ランサムウェア犯罪組織が交渉に応じるということをご存知ですか?状況によって身代金を支払わなければならない場合は、ただ寝返らずに、より良い取引を交渉してください。その方法は次のとおりです。
ランサムウェアが襲来するとき
ランサムウェア攻撃は、ネットワークにマルウェアをインストールします。データを暗号化し、それを復号化するために暗号通貨の身代金を要求します。最も一般的な攻撃ベクトルは依然として フィッシング攻撃 、または不十分なパスワード管理を利用した リモート デスクトップ プロトコル 接続の悪用です。
攻撃者の観点から見ると、ランサムウェアは莫大な収益をもたらし、比較的簡単に実行できるサイバー攻撃です。 欧州連合サイバーセキュリティ庁 (ENISA) の 報告書 によると、被害組織の 45% が身代金を支払っています。したがって、ランサムウェア攻撃が増加しているのも不思議ではありません。 Bitdefender 2020 年中間レポートでは 、世界的なランサムウェア攻撃が前年比 715% 増加したと述べています。

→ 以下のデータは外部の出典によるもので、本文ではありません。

//! The listing state machine shared by both marketplace variants.

use openvault_types::{
    AccountId, ListedItem, Listing, ListingId, ListingStatus, Result, VaultError,
};
use rust_decimal::Decimal;

/// Sequentially-identified listings with terminal settlement.
///
/// Ids start at 0 and are never reused; settled listings stay queryable
/// with their price cleared to zero.
#[derive(Debug, Clone, Default)]
pub struct ListingBook {
    listings: Vec<Listing>,
}

impl ListingBook {
    /// Create an empty book.
    #[must_use]
    pub fn new() -> Self {
        Self::default()
    }

    /// Insert a new Active listing and return its id.
    ///
    /// # Errors
    /// `InvalidAmount` if `price` is not positive.
    pub fn insert(&mut self, seller: AccountId, price: Decimal, item: ListedItem) -> Result<ListingId> {
        if price <= Decimal::ZERO {
            return Err(VaultError::InvalidAmount { amount: price });
        }
        let id = ListingId(self.listings.len() as u64);
        self.listings.push(Listing {
            id,
            seller,
            price,
            status: ListingStatus::Active,
            item,
        });
        Ok(id)
    }

    /// Look up a listing by id, settled or not.
    #[must_use]
    pub fn get(&self, id: ListingId) -> Option<&Listing> {
        self.listings.get(usize::try_from(id.0).ok()?)
    }

    /// Fetch a listing that must still be Active.
    ///
    /// # Errors
    /// - `ListingNotFound` if no listing was ever created with this id
    /// - `AlreadySettled` if the listing reached a terminal state
    pub fn active(&self, id: ListingId) -> Result<&Listing> {
        let listing = self.get(id).ok_or(VaultError::ListingNotFound(id))?;
        if listing.status.is_terminal() {
            return Err(VaultError::AlreadySettled(id));
        }
        Ok(listing)
    }

    /// Transition an Active listing into a terminal state, clearing its
    /// price so repeat queries observe a cleared record.
    ///
    /// # Errors
    /// As [`ListingBook::active`], plus `Internal` if `target` is not a
    /// terminal state (a caller bug).
    pub fn settle(&mut self, id: ListingId, target: ListingStatus) -> Result<()> {
        if !target.is_terminal() {
            return Err(VaultError::Internal(format!(
                "settle target must be terminal, got {target}"
            )));
        }
        // Borrow immutably first so failed checks leave no trace.
        let status = self.active(id)?.status;
        if !status.can_transition_to(target) {
            return Err(VaultError::AlreadySettled(id));
        }
        let listing = self
            .listings
            .get_mut(usize::try_from(id.0).map_err(|_| VaultError::ListingNotFound(id))?)
            .ok_or(VaultError::ListingNotFound(id))?;
        listing.status = target;
        listing.price = Decimal::ZERO;
        Ok(())
    }

    /// Number of listings ever created.
    #[must_use]
    pub fn len(&self) -> usize {
        self.listings.len()
    }

    /// Whether no listing was ever created.
    #[must_use]
    pub fn is_empty(&self) -> bool {
        self.listings.is_empty()
    }
}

連邦捜査局 (FBI) からのアドバイスは 、身代金を支払わない ことです。身代金を支払っても、さらなるランサムウェア攻撃が助長されるだけです。堅牢な災害復旧システムがあり、リハーサルされたインシデント計画があり、バックアップが侵害されていない場合は、システムを攻撃前の状態に復元できます。つまり、彼らがどのようにしてあなたのネットワークにアクセスし、その脆弱性を閉じたかを特定したら、です。ただし、これには数日、場合によっては数週間かかる場合があります。
病院やその他の重要なサービスやインフラがランサムウェアの被害を受けた場合、できるだけ早く復旧する必要があります。新型コロナウイルス感染症(COVID-19)のパンデミックにより、病院や医療会社がランサムウェアの標的になる可能性が高まっています。ダウンタイムにどうしても耐えられない場合、または回復プロセスに身代金よりも費用がかかる場合は、身代金を支払うほうが害が少ないように思えるかもしれません。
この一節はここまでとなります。